A doctor performing an ear test on a patient

Wet in the Ears

Question: I can feel fluid in my right ear, and this has been happening for a couple of weeks. I try to clear my eardrum with a cotton bud but that doesn’t help. I don’t go swimming, neither do I think the condition is due to the showers I take. How could the fluid have entered my ear?

Answer: If the ear canal itself is not wet or obstructed by wax or other foreign objects, there is a possibility of actual fluid accumulating deep in the eardrum, in the space known as the middle ear. The middle ear space contains air and is ventilated via the Eustachian tube that opens into the back of the nose, roughly eight to 10 cm from the nostrils.

If the Eustachian tube is obstructed, for example, due to inflammation from a cold, negative pressure may develop in the middle ear. This can cause fluid from the middle ear lining to accumulate in the space that is supposed to contain air. However, this is usually temporary and the fluid will normally clear once the Eustachian tube starts working again. Using a spray to reduce inflammation in the nose may speed up this process.

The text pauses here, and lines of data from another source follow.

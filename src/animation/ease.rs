use crate::animation::bezier::ease_curve;

/// Cubic-bezier easing curve `[x1, y1, x2, y2]` (CSS `cubic-bezier` semantics).
#[derive(Clone, Copy, Debug, PartialEq, serde::Serialize, serde::Deserialize)]
pub struct EaseCurve(pub [f64; 4]);

impl EaseCurve {
    /// Identity curve.
    pub const LINEAR: Self = Self([0.0, 0.0, 1.0, 1.0]);

    /// Look up a built-in named curve.
    pub fn named(name: &str) -> Option<Self> {
        EASINGS
            .iter()
            .find(|(n, _)| *n == name)
            .map(|(_, c)| Self(*c))
    }

    /// Map normalized progress through the curve.
    pub fn apply(self, t: f64) -> f64 {
        ease_curve(t, self.0)
    }
}

impl Default for EaseCurve {
    fn default() -> Self {
        Self::LINEAR
    }
}

/// Built-in easing table.
pub const EASINGS: &[(&str, [f64; 4])] = &[
    ("linear", [0.0, 0.0, 1.0, 1.0]),
    ("easeInQuad", [0.55, 0.085, 0.68, 0.53]),
    ("easeOutQuad", [0.25, 0.46, 0.45, 0.94]),
    ("easeInOutQuad", [0.455, 0.03, 0.515, 0.955]),
    ("easeInCubic", [0.55, 0.055, 0.675, 0.19]),
    ("easeOutCubic", [0.215, 0.61, 0.355, 1.0]),
    ("easeInOutCubic", [0.645, 0.045, 0.355, 1.0]),
    ("easeInQuart", [0.895, 0.03, 0.685, 0.22]),
    ("easeOutQuart", [0.165, 0.84, 0.44, 1.0]),
    ("easeInOutQuart", [0.77, 0.0, 0.175, 1.0]),
    ("easeInQuint", [0.755, 0.05, 0.855, 0.06]),
    ("easeOutQuint", [0.23, 1.0, 0.32, 1.0]),
    ("easeInOutQuint", [0.86, 0.0, 0.07, 1.0]),
    ("easeInSine", [0.47, 0.0, 0.745, 0.715]),
    ("easeOutSine", [0.39, 0.575, 0.565, 1.0]),
    ("easeInOutSine", [0.445, 0.05, 0.55, 0.95]),
    ("easeInExpo", [0.95, 0.05, 0.795, 0.035]),
    ("easeOutExpo", [0.19, 1.0, 0.22, 1.0]),
    ("easeInOutExpo", [1.0, 0.0, 0.0, 1.0]),
    ("easeInCirc", [0.6, 0.04, 0.98, 0.335]),
    ("easeOutCirc", [0.075, 0.82, 0.165, 1.0]),
    ("easeInOutCirc", [0.785, 0.135, 0.15, 0.86]),
    ("easeInElastic", [0.47, -0.03, 0.745, 0.715]),
    ("easeOutElastic", [0.39, 0.575, 0.565, 1.425]),
    ("easeInOutElastic", [0.68, -0.55, 0.265, 1.55]),
    ("easeInBounce", [0.6, -0.28, 0.735, 0.045]),
    ("easeOutBounce", [0.175, 0.885, 0.32, 1.275]),
    ("easeInOutBounce", [0.68, -0.55, 0.265, 1.55]),
];

/// Easing as written in an animation step: a table name or an explicit curve.
#[derive(Clone, Debug, PartialEq, serde::Serialize, serde::Deserialize)]
#[serde(untagged)]
pub enum EaseSpec {
    /// Name from [`EASINGS`].
    Named(String),
    /// Caller-supplied `[x1, y1, x2, y2]`.
    Curve([f64; 4]),
}

impl EaseSpec {
    /// Resolve to a curve. Unknown names fall back to linear.
    pub fn resolve(&self) -> EaseCurve {
        match self {
            Self::Named(name) => EaseCurve::named(name).unwrap_or_else(|| {
                tracing::warn!(easing = %name, "unknown easing, using linear");
                EaseCurve::LINEAR
            }),
            Self::Curve(c) => EaseCurve(*c),
        }
    }
}

impl From<&str> for EaseSpec {
    fn from(name: &str) -> Self {
        Self::Named(name.to_owned())
    }
}

#[cfg(test)]
#[path = "../../tests/unit/animation/ease.rs"]
mod tests;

If the fluid persists for a few weeks, it is important to get it checked to ensure there is no growth or lump in the back of the nose that is physically blocking the Eustachian tube.

Dr Ho Eu Chin
Consultant
Department Of Otorhinolaryngology
Tan Tock Seng Hospital

Related: Managing Hearing Loss & Hearing Care Tips

Say What?

A senior talking on the phone

Question: Lately, I find myself having to ask others to repeat what they say. I just can’t make out any conversation at all, especially in a noisy environment, even if the speaker is directly in front of me. I took up a complimentary hearing test offered by a hearing-aid company but it seems there is nothing wrong with my hearing. What can I do to hear better? I’m in my 40s.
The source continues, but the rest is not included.